# Directions
Report back every line of the entries that contains "PartialEq", exactly as written.

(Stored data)

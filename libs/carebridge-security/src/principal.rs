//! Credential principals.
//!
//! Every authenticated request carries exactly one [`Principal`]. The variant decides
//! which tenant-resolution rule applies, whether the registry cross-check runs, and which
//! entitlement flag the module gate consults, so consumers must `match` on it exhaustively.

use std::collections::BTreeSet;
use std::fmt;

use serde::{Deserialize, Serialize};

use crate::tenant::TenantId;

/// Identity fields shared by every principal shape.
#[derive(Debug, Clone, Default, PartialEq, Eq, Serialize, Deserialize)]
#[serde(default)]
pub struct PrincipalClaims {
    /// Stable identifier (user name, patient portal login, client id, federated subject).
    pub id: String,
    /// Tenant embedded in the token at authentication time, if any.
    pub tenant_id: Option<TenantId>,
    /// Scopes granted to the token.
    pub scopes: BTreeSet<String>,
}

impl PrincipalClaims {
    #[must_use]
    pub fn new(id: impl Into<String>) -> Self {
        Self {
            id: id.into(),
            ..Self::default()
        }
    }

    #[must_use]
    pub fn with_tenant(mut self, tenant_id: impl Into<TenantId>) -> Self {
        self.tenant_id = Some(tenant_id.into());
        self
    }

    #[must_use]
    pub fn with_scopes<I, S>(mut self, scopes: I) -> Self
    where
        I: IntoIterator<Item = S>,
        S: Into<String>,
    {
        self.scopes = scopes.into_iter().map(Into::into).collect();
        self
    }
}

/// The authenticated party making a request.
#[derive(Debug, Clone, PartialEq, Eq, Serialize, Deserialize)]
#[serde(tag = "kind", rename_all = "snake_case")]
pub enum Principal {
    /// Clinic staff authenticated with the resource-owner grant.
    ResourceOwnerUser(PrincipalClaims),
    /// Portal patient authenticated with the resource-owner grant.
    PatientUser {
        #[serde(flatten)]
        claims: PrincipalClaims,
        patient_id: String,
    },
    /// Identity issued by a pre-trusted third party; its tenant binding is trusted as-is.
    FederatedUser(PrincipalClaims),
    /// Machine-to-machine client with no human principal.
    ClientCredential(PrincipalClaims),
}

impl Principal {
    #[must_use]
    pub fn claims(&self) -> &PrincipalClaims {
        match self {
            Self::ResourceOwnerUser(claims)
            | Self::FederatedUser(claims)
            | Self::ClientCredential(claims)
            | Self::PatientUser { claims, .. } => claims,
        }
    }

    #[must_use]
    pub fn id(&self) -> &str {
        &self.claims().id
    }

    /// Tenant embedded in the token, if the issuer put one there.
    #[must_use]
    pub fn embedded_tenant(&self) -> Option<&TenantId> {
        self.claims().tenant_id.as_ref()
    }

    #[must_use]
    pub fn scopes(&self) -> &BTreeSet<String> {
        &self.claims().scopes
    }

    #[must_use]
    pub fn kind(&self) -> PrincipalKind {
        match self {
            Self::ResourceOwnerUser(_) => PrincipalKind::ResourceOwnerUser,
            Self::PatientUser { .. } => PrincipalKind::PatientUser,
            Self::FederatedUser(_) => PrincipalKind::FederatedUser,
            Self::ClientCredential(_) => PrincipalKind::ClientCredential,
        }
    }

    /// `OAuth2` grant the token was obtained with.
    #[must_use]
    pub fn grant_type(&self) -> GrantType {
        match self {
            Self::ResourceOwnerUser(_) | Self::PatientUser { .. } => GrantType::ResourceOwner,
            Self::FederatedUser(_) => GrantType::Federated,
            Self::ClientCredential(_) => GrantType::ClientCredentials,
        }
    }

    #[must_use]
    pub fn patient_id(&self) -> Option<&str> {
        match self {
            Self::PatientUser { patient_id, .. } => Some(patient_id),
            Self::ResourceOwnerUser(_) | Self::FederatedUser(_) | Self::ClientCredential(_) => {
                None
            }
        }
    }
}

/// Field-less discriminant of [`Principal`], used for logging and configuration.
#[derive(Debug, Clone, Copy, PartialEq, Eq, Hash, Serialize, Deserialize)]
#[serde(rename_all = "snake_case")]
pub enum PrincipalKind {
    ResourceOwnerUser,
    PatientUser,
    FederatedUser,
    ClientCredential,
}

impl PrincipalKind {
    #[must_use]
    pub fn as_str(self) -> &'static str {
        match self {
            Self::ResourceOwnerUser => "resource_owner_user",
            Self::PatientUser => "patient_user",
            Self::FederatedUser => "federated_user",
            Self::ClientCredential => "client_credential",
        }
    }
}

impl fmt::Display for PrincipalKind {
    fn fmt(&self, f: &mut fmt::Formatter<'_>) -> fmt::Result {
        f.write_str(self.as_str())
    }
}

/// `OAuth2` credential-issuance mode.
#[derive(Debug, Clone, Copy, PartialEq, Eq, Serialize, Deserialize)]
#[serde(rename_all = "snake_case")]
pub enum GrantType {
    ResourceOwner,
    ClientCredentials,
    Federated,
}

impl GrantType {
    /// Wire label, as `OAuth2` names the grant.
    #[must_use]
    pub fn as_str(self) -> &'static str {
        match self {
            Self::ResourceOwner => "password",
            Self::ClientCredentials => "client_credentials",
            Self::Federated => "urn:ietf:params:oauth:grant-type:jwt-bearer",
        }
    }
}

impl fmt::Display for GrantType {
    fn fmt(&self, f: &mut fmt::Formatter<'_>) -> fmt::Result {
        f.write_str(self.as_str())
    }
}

# Output below
#[derive(Debug, Clone, Default, PartialEq, Eq, Serialize, Deserialize)]
#[derive(Debug, Clone, PartialEq, Eq, Serialize, Deserialize)]
#[derive(Debug, Clone, Copy, PartialEq, Eq, Hash, Serialize, Deserialize)]
#[derive(Debug, Clone, Copy, PartialEq, Eq, Serialize, Deserialize)]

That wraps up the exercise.